EXERCISE -
For the records below, give the count of lines holding the word "source" and nothing more.

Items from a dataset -
>>>>>

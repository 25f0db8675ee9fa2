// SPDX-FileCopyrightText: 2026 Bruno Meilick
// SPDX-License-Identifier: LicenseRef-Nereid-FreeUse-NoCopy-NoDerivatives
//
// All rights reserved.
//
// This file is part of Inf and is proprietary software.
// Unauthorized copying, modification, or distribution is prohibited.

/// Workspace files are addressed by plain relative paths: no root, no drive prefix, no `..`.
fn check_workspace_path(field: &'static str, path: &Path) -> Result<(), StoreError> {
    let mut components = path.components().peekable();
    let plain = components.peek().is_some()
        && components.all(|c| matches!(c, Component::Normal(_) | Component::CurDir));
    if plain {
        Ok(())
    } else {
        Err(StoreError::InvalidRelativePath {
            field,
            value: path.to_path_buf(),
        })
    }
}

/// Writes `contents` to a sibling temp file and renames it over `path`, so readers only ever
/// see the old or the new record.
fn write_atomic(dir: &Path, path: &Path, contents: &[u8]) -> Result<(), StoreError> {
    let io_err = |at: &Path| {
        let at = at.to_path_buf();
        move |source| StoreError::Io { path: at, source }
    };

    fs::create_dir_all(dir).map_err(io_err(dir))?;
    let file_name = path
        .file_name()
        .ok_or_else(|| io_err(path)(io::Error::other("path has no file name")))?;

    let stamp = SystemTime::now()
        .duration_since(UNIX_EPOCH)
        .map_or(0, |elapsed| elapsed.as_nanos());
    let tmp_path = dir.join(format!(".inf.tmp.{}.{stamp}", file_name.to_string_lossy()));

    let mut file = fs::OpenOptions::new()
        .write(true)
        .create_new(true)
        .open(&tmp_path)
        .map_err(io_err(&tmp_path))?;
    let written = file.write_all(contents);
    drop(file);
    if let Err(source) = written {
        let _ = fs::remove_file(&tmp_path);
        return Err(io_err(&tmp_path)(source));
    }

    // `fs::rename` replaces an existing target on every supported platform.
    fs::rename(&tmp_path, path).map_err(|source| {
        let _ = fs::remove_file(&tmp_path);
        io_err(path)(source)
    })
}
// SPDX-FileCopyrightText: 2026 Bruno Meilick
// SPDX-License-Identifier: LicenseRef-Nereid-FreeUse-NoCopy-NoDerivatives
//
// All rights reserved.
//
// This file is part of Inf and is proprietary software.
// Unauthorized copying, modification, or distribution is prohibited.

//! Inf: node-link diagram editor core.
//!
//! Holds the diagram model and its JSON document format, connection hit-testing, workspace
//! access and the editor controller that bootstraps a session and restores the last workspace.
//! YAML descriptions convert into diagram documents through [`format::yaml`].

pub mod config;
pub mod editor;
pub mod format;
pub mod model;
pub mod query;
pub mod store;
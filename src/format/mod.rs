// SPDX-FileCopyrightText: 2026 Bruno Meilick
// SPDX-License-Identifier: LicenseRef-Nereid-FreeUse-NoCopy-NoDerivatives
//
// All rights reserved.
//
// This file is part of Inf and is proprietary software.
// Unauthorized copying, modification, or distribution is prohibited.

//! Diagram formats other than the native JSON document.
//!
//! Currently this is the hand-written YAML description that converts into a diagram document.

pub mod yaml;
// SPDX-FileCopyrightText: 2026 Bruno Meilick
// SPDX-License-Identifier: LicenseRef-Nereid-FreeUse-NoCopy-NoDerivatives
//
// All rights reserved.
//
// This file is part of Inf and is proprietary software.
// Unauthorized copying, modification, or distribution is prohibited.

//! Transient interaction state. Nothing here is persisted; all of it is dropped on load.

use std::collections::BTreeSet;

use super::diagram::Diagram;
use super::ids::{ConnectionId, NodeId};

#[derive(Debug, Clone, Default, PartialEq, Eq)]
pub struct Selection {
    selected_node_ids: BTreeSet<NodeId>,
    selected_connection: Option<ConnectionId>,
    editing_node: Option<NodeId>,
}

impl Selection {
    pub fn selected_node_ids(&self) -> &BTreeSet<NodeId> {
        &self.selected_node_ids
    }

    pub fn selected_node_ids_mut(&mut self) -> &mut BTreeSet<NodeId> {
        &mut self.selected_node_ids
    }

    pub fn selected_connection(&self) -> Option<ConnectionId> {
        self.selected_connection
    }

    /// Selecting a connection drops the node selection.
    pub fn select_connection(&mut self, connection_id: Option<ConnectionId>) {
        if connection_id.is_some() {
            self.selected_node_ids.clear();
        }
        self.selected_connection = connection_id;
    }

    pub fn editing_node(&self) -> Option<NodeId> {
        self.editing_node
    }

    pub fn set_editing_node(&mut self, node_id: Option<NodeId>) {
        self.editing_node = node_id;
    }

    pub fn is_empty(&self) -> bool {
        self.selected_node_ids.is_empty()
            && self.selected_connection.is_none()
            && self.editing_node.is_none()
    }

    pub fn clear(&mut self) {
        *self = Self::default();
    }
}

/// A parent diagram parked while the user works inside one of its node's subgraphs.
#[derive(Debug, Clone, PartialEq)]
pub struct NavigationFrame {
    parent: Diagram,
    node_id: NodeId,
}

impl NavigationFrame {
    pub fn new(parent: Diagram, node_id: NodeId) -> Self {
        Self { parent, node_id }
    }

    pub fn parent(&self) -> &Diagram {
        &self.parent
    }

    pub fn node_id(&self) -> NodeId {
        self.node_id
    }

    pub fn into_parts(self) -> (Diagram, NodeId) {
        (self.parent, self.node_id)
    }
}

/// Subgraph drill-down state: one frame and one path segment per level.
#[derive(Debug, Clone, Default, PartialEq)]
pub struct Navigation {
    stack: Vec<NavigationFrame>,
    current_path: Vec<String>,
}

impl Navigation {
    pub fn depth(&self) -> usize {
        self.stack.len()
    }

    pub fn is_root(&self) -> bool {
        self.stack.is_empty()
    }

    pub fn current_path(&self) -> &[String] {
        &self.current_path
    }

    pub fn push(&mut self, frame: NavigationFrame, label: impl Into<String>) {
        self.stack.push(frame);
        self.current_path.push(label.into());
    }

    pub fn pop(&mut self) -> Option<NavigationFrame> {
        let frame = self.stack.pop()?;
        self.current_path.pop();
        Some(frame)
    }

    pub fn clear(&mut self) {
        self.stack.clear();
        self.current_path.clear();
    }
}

<<<<<

YOUR SOLUTION -
5